Over the past year, the Carnegie Museum of Art has been slowly releasing a 5-part documentary series titled The Invisible Photograph, which offers a look into the hidden side of photography — things that are “guarded, stashed away, barely recognizable, or simply forgotten.”
The last installment was released today, completing a series of videos that you may want to set aside some time to enjoy.
Part 5: Subatomic
An investigation into how photography is being used to visualize the subatomic world at CERN, “where photography and the world’s most advanced particle physics research collide.”
Part 4: Discarded
German artist Joachim Schmid has spent 30 years of his life roaming the streets of cities and collecting photographs that have been discarded by their creators. He has personally built an “anti-museum” of over 1,000 photos to give trash photos new life and appreciation.
Part 3: Extraterrestrial
A look at how the “techno archaeologists” of the Lunar Orbiter Image Recovery Project digitally recovered the first photos of the moon captured by unmanned space probes in the 1960s.
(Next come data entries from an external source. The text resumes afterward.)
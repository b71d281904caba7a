// SPDX-License-Identifier: MPL-2.0

use fftfilter::{Error, FilterOptions, Image, Method, Options};
use image::{Rgb, RgbImage};

fn write_input(dir: &std::path::Path, width: u32, height: u32) -> std::path::PathBuf {
    let path = dir.join("input.png");
    let pixels = RgbImage::from_fn(width, height, |x, y| {
        Rgb([(x * 5 % 256) as u8, (y * 3 % 256) as u8, 128])
    });
    Image::from_rgb(pixels, Image::DEFAULT_GAMMA)
        .write(&path)
        .unwrap();
    path
}

fn options(input: std::path::PathBuf, output: std::path::PathBuf, method: Method) -> Options {
    Options {
        input,
        output,
        filter: FilterOptions {
            method,
            ..Default::default()
        },
    }
}

#[test]
fn every_method_writes_an_image_of_the_expected_size() {
    let dir = tempfile::tempdir().unwrap();
    let input = write_input(dir.path(), 40, 24);
    for (method, size) in [
        (Method::Nop, (40, 24)),
        (Method::Gaussian, (40, 24)),
        (Method::Spectrum, (40, 24)),
        (Method::Downscale2x, (20, 12)),
        (Method::Upscale2x, (80, 48)),
    ] {
        let output = dir.path().join(format!("{method}.png"));
        fftfilter::run(&options(input.clone(), output.clone(), method)).unwrap();
        let written = Image::open(&output).unwrap();
        assert_eq!(written.dimensions(), size, "{method}");
    }
}

#[test]
fn nop_run_reproduces_the_input_file() {
    let dir = tempfile::tempdir().unwrap();
    let input = write_input(dir.path(), 33, 21);
    let output = dir.path().join("nop.png");
    fftfilter::run(&options(input.clone(), output.clone(), Method::Nop)).unwrap();
    assert_eq!(
        Image::open(&output).unwrap().as_rgb(),
        Image::open(&input).unwrap().as_rgb()
    );
}

#[test]
fn invalid_weight_writes_nothing() {
    let dir = tempfile::tempdir().unwrap();
    let input = write_input(dir.path(), 8, 8);
    let output = dir.path().join("out.png");
    let mut options = options(input, output.clone(), Method::Gaussian);
    options.filter.weight = f64::NAN;
    let err = fftfilter::run(&options).unwrap_err();
    assert!(matches!(err, Error::Configuration(_)));
    assert!(!output.exists());
}

#[test]
fn unreadable_input_is_a_decode_error() {
    let dir = tempfile::tempdir().unwrap();
    let input = dir.path().join("corrupt.png");
    std::fs::write(&input, b"not a png").unwrap();
    let output = dir.path().join("out.png");
    let err = fftfilter::run(&options(input, output.clone(), Method::Nop)).unwrap_err();
    assert!(matches!(err, Error::Decode { .. }));
    assert!(!output.exists());
}

#[test]
fn odd_image_cannot_be_downscaled() {
    let dir = tempfile::tempdir().unwrap();
    let input = write_input(dir.path(), 9, 8);
    let output = dir.path().join("out.png");
    let err = fftfilter::run(&options(input, output.clone(), Method::Downscale2x)).unwrap_err();
    assert!(matches!(err, Error::UnsupportedDimensions { .. }));
    assert!(!output.exists());
}

#[test]
fn unwritable_output_is_an_encode_error() {
    let dir = tempfile::tempdir().unwrap();
    let input = write_input(dir.path(), 8, 8);
    let output = dir.path().join("missing").join("out.png");
    let err = fftfilter::run(&options(input, output, Method::Gaussian)).unwrap_err();
    assert!(matches!(err, Error::Encode { .. }));
}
These are people working out of an abandoned McDonalds restaurant with mountains of film.
Part 2: Trapped
See how a team of scientists, archivists, artists, and curators banded together to unearth some of artist Andy Warhol’s lost digital artworks.
Part 1: Underground
A tour into a limestone quarry in Boyers, Pennsylvania, where the Corbis archive is preserving over 11 million images 220 feet below the surface of the Earth.